Saved entries:
********************

//! Command-line shell for the Duskvale adventure.

mod commands;

use std::path::PathBuf;
use std::process;

use clap::Parser;
use dv_fiction::GameConfig;
use tracing_subscriber::EnvFilter;
use tracing_subscriber::layer::SubscriberExt;
use tracing_subscriber::util::SubscriberInitExt;

#[derive(Parser)]
#[command(
    name = "duskvale",
    about = "Duskvale, a small text adventure of quests, fights and fishing",
    version
)]
struct Cli {
    /// RNG seed for a reproducible run (random if omitted)
    #[arg(short, long)]
    seed: Option<u64>,

    /// Name of a new player
    #[arg(short, long)]
    name: Option<String>,

    /// Save file used by `save` and `load`
    #[arg(long, value_name = "PATH")]
    save: Option<PathBuf>,

    /// Load the save file before playing
    #[arg(short, long)]
    load: bool,

    /// Log game mechanics to stderr
    #[arg(short, long)]
    verbose: bool,
}

impl Cli {
    fn config(&self) -> GameConfig {
        let mut config = GameConfig::default().with_seed(self.seed.unwrap_or_else(rand::random));
        if let Some(name) = &self.name {
            config = config.with_player_name(name.as_str());
        }
        if let Some(path) = &self.save {
            config = config.with_save_path(path.clone());
        }
        config
    }
}

fn init_logging(verbose: bool) {
    let default = if verbose { "debug" } else { "warn" };
    let filter = EnvFilter::try_from_default_env().unwrap_or_else(|_| EnvFilter::new(default));
    tracing_subscriber::registry()
        .with(filter)
        .with(
            tracing_subscriber::fmt::layer()
                .with_writer(std::io::stderr)
                .with_target(false),
        )
        .init();
}

fn main() {
    let cli = Cli::parse();
    init_logging(cli.verbose);

    if let Err(e) = commands::play::run(cli.config(), cli.load) {
        eprintln!("error: {e}");
        process::exit(1);
    }
}
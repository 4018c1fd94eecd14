//! Core types for Duskvale: the location graph, items, enemies, the player,
//! quests, and the save format.
//!
//! Nothing in this crate rolls dice or touches the filesystem. Combat and
//! other random outcomes live in `dv-mechanics`; the game session that owns
//! all of this state lives in `dv-fiction`.

/// Enemy types and their fixed stats.
pub mod bestiary;
/// Buying, selling, equipment and consumables.
pub mod economy;
/// Error types used throughout the crate.
pub mod error;
/// The item catalog.
pub mod item;
/// The player and derived stats.
pub mod player;
/// Quest definitions and per-player quest state.
pub mod quest;
/// The `key:value` save format.
pub mod save;
/// Locations, exits and ground items.
pub mod world;

/// Re-export enemy types.
pub use bestiary::{EnemyKind, EnemyStats};
/// Re-export error types.
pub use error::{CoreError, CoreResult};
/// Re-export item types.
pub use item::{EquipSlot, ItemCatalog};
/// Re-export player types.
pub use player::Player;
/// Re-export quest types.
pub use quest::{QuestBook, QuestId, QuestLedger, QuestStatus};
/// Re-export save types.
pub use save::SaveData;
/// Re-export world types.
pub use world::{Direction, Location, LocationId, LocationRole, WorldGraph};
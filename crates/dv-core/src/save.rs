//! The flat `key:value` save format.
//!
//! ```text
//! name:Ayla
//! health:87
//! max_health:300
//! gold:9850
//! inventory:Machine Gun,Leather Armor,Apple
//! active_quests:bandit_hunt
//! completed_quests:wooden_sword
//! location:Forest
//! weapon:Machine Gun
//! armor:Leather Armor
//! quest_progress:bandit_hunt=2
//! ```
//!
//! Reading is tolerant. Unknown keys are ignored, missing keys and bad
//! numbers take their defaults, and empty list segments are skipped.

use chrono::{DateTime, Utc};

use crate::error::{CoreError, CoreResult};
use crate::item::ItemCatalog;
use crate::player::{Player, refresh_stats};
use crate::quest::{QuestId, QuestLedger};
use crate::world::STARTING_LOCATION;

/// Health when the key is missing or unusable.
pub const DEFAULT_HEALTH: i32 = 100;
/// Gold when the key is missing or unusable.
pub const DEFAULT_GOLD: u32 = 10;
/// Name when the key is missing.
pub const DEFAULT_NAME: &str = "Adventurer";

/// Keys in the order they are written.
pub const KEYS: [&str; 11] = [
    "name",
    "health",
    "max_health",
    "gold",
    "inventory",
    "active_quests",
    "completed_quests",
    "location",
    "weapon",
    "armor",
    "quest_progress",
];

/// Everything a save file records.
#[derive(Debug, Clone, PartialEq, Eq)]
pub struct SaveData {
    /// Player name.
    pub name: String,
    /// Current health.
    pub health: i32,
    /// Max health as it was when saved.
    pub max_health: i32,
    /// Gold.
    pub gold: u32,
    /// Inventory in order.
    pub inventory: Vec<String>,
    /// Active quests.
    pub active_quests: Vec<QuestId>,
    /// Completed quests.
    pub completed_quests: Vec<QuestId>,
    /// Name of the current location.
    pub location: String,
    /// Equipped weapon.
    pub weapon: Option<String>,
    /// Equipped armor.
    pub armor: Option<String>,
    /// Non-zero quest counters.
    pub quest_progress: Vec<(QuestId, u32)>,
}

impl Default for SaveData {
    fn default() -> Self {
        Self {
            name: DEFAULT_NAME.to_string(),
            health: DEFAULT_HEALTH,
            max_health: DEFAULT_HEALTH,
            gold: DEFAULT_GOLD,
            inventory: Vec::new(),
            active_quests: Vec::new(),
            completed_quests: Vec::new(),
            location: STARTING_LOCATION.to_string(),
            weapon: None,
            armor: None,
            quest_progress: Vec::new(),
        }
    }
}

impl SaveData {
    /// Snapshot a player standing at `location`.
    pub fn from_player(player: &Player, location: &str) -> Self {
        Self {
            name: player.name.clone(),
            health: player.health,
            max_health: player.max_health,
            gold: player.gold,
            inventory: player.inventory.clone(),
            active_quests: player.quests.active().to_vec(),
            completed_quests: player.quests.completed().to_vec(),
            location: location.to_string(),
            weapon: player.weapon.clone(),
            armor: player.armor.clone(),
            quest_progress: player.quests.progress_entries().collect(),
        }
    }

    /// Render as `key:value` lines in [`KEYS`] order.
    pub fn encode(&self) -> String {
        let keys = |ids: &[QuestId]| ids.iter().map(|id| id.key()).collect::<Vec<_>>().join(",");
        let progress = self
            .quest_progress
            .iter()
            .map(|(id, count)| format!("{}={count}", id.key()))
            .collect::<Vec<_>>()
            .join(",");

        let values = [
            self.name.clone(),
            self.health.to_string(),
            self.max_health.to_string(),
            self.gold.to_string(),
            self.inventory.join(","),
            keys(&self.active_quests),
            keys(&self.completed_quests),
            self.location.clone(),
            self.weapon.clone().unwrap_or_default(),
            self.armor.clone().unwrap_or_default(),
            progress,
        ];

        let mut out = String::new();
        for (key, value) in KEYS.iter().zip(values) {
            out.push_str(key);
            out.push(':');
            out.push_str(&value);
            out.push('\n');
        }
        out
    }

    /// Parse save text.
    ///
    /// Fails only when no line has the `key:value` shape at all.
    pub fn decode(text: &str) -> CoreResult<Self> {
        let mut data = Self::default();
        let mut records = 0;

        for line in text.lines() {
            let line = line.trim_end_matches('\r');
            let Some((key, value)) = line.split_once(':') else {
                if !line.trim().is_empty() {
                    tracing::warn!(line, "ignoring save line without a key");
                }
                continue;
            };
            records += 1;
            let value = value.trim();
            match key.trim() {
                "name" => {
                    if !value.is_empty() {
                        data.name = value.to_string();
                    }
                }
                "health" => data.health = number(key, value, DEFAULT_HEALTH),
                "max_health" => data.max_health = number(key, value, DEFAULT_HEALTH),
                "gold" => data.gold = number(key, value, DEFAULT_GOLD),
                "inventory" => data.inventory = list(value).map(str::to_string).collect(),
                "active_quests" => data.active_quests = quest_ids(value),
                "completed_quests" => data.completed_quests = quest_ids(value),
                "location" => {
                    if !value.is_empty() {
                        data.location = value.to_string();
                    }
                }
                "weapon" => data.weapon = slot(value),
                "armor" => data.armor = slot(value),
                "quest_progress" => data.quest_progress = progress(value),
                other => tracing::warn!(key = other, "ignoring unknown save key"),
            }
        }

        if records == 0 {
            return Err(CoreError::CorruptSave(
                "no key:value records found".to_string(),
            ));
        }
        Ok(data)
    }

    /// Rebuild the player. Returns the player and the saved location name.
    ///
    /// Equipment is authoritative: derived stats and max health are
    /// recomputed from it, and equipment the catalog does not know is dropped.
    pub fn into_player(self, catalog: &ItemCatalog, now: DateTime<Utc>) -> (Player, String) {
        let mut player = Player::new(self.name, self.gold, now);
        player.health = if self.health > 0 {
            self.health
        } else {
            tracing::warn!(health = self.health, "saved health not positive, using default");
            DEFAULT_HEALTH
        };
        player.inventory = self.inventory;
        player.weapon = self
            .weapon
            .filter(|w| known_gear(catalog.weapon_attack(w).is_some(), "weapon", w));
        player.armor = self
            .armor
            .filter(|a| known_gear(catalog.armor_defense(a).is_some(), "armor", a));
        player.quests = QuestLedger::restore(
            self.active_quests,
            self.completed_quests,
            self.quest_progress,
        );
        refresh_stats(&mut player, catalog);

        if player.max_health != self.max_health {
            tracing::warn!(
                saved = self.max_health,
                derived = player.max_health,
                "saved max health disagrees with equipment"
            );
        }
        (player, self.location)
    }
}

fn number<T: std::str::FromStr>(key: &str, value: &str, default: T) -> T {
    value.parse().unwrap_or_else(|_| {
        tracing::warn!(key, value, "unparseable number in save, using default");
        default
    })
}

fn list(value: &str) -> impl Iterator<Item = &str> {
    value.split(',').map(str::trim).filter(|s| !s.is_empty())
}

fn quest_ids(value: &str) -> Vec<QuestId> {
    list(value)
        .filter_map(|key| {
            let id = QuestId::parse(key);
            if id.is_none() {
                tracing::warn!(quest = key, "dropping unknown quest id");
            }
            id
        })
        .collect()
}

fn slot(value: &str) -> Option<String> {
    if value.is_empty() || value.eq_ignore_ascii_case("none") {
        None
    } else {
        Some(value.to_string())
    }
}

fn progress(value: &str) -> Vec<(QuestId, u32)> {
    list(value)
        .filter_map(|pair| {
            let (key, count) = pair.split_once('=')?;
            let id = QuestId::parse(key)?;
            let count = count.trim().parse().ok()?;
            Some((id, count))
        })
        .collect()
}

fn known_gear(known: bool, kind: &str, name: &str) -> bool {
    if !known {
        tracing::warn!(kind, item = name, "dropping unknown equipment from save");
    }
    known
}

#[cfg(test)]
mod tests {
    use super::*;
    use crate::economy;
    use proptest::prelude::*;

    #[test]
    fn encode_writes_keys_in_order() {
        let text = SaveData::default().encode();
        let keys: Vec<_> = text
            .lines()
            .map(|l| l.split_once(':').unwrap().0)
            .collect();
        assert_eq!(keys, KEYS);
        assert!(text.contains("weapon:\n"));
    }

    #[test]
    fn missing_gold_uses_default() {
        let data = SaveData::decode("name:Ayla\nhealth:50\nlocation:Lake\n").unwrap();
        assert_eq!(data.gold, DEFAULT_GOLD);
        assert_eq!(data.health, 50);
        assert_eq!(data.location, "Lake");
    }

    #[test]
    fn tolerant_decode() {
        let text = "health:lots\nfavourite_colour:blue\ninventory:Apple,,Ore,\nweapon:none\nnonsense\n";
        let data = SaveData::decode(text).unwrap();
        assert_eq!(data.health, DEFAULT_HEALTH);
        assert_eq!(data.inventory, vec!["Apple", "Ore"]);
        assert_eq!(data.weapon, None);
        assert_eq!(data.location, STARTING_LOCATION);
    }

    #[test]
    fn value_may_contain_colons() {
        let data = SaveData::decode("name:Sir: the Brave\n").unwrap();
        assert_eq!(data.name, "Sir: the Brave");
    }

    #[test]
    fn unknown_quest_ids_are_dropped() {
        let data =
            SaveData::decode("active_quests:bandit_hunt,slay_dragon\nquest_progress:bandit_hunt=3,x=1\n")
                .unwrap();
        assert_eq!(data.active_quests, vec![QuestId::BanditHunt]);
        assert_eq!(data.quest_progress, vec![(QuestId::BanditHunt, 3)]);
    }

    #[test]
    fn no_records_is_corrupt() {
        assert!(matches!(
            SaveData::decode("garbage\n\nmore garbage"),
            Err(CoreError::CorruptSave(_))
        ));
        assert!(matches!(SaveData::decode(""), Err(CoreError::CorruptSave(_))));
    }

    #[test]
    fn equipment_is_authoritative_on_load() {
        let catalog = ItemCatalog::standard();
        let data = SaveData {
            health: 500,
            max_health: 9999,
            armor: Some("Leather Armor".to_string()),
            weapon: Some("Banana".to_string()),
            ..SaveData::default()
        };
        let (player, location) = data.into_player(&catalog, Utc::now());
        assert_eq!(player.max_health, 300);
        assert_eq!(player.health, 300);
        assert_eq!(player.weapon, None);
        assert_eq!(location, STARTING_LOCATION);
    }

    fn item() -> impl Strategy<Value = &'static str> {
        prop_oneof![
            Just("Apple"),
            Just("Ore"),
            Just("Fishing Rod"),
            Just("Machine Gun"),
            Just("Leather Armor"),
            Just("Princess's Ring"),
        ]
    }

    proptest! {
        #[test]
        fn round_trip_preserves_player(
            name in "[A-Za-z][A-Za-z ]{0,12}[A-Za-z]",
            gold in 0u32..1_000_000,
            damage in 0i32..99,
            inventory in proptest::collection::vec(item(), 0..8),
            equip_weapon in any::<bool>(),
            equip_armor in any::<bool>(),
            quest_mask in 0u8..81,
            bandits in 0u32..5,
            location in prop_oneof![Just("Village"), Just("Forest"), Just("Cave"), Just("Lake")],
        ) {
            let catalog = ItemCatalog::standard();
            let now = Utc::now();
            let mut player = Player::new(name, gold, now);
            player.add_items(inventory);
            if equip_weapon {
                player.add_item("Machine Gun");
                economy::equip(&mut player, &catalog, "Machine Gun").unwrap();
            }
            if equip_armor {
                player.add_item("Leather Armor");
                economy::equip(&mut player, &catalog, "Leather Armor").unwrap();
            }
            player.health -= damage;

            // Base-3 digits: 0 not offered, 1 active, 2 completed.
            let mut mask = quest_mask;
            for id in QuestId::all() {
                match mask % 3 {
                    1 => player.quests.activate(*id, false).unwrap(),
                    2 => {
                        player.quests.activate(*id, false).unwrap();
                        player.quests.complete(*id).unwrap();
                    }
                    _ => {}
                }
                mask /= 3;
            }
            if player.quests.is_active(QuestId::BanditHunt) {
                for _ in 0..bandits {
                    player.quests.bump_progress(QuestId::BanditHunt);
                }
            }

            let text = SaveData::from_player(&player, location).encode();
            let decoded = SaveData::decode(&text).unwrap();
            let (restored, restored_location) = decoded.into_player(&catalog, now);

            prop_assert_eq!(restored, player);
            prop_assert_eq!(restored_location, location);
        }
    }
}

********************

Try it
Write out every line in the data that holds the string "lines".

Solution for this exercise
    /// Render as `key:value` lines in [`KEYS`] order.
        for line in text.lines() {
            .lines()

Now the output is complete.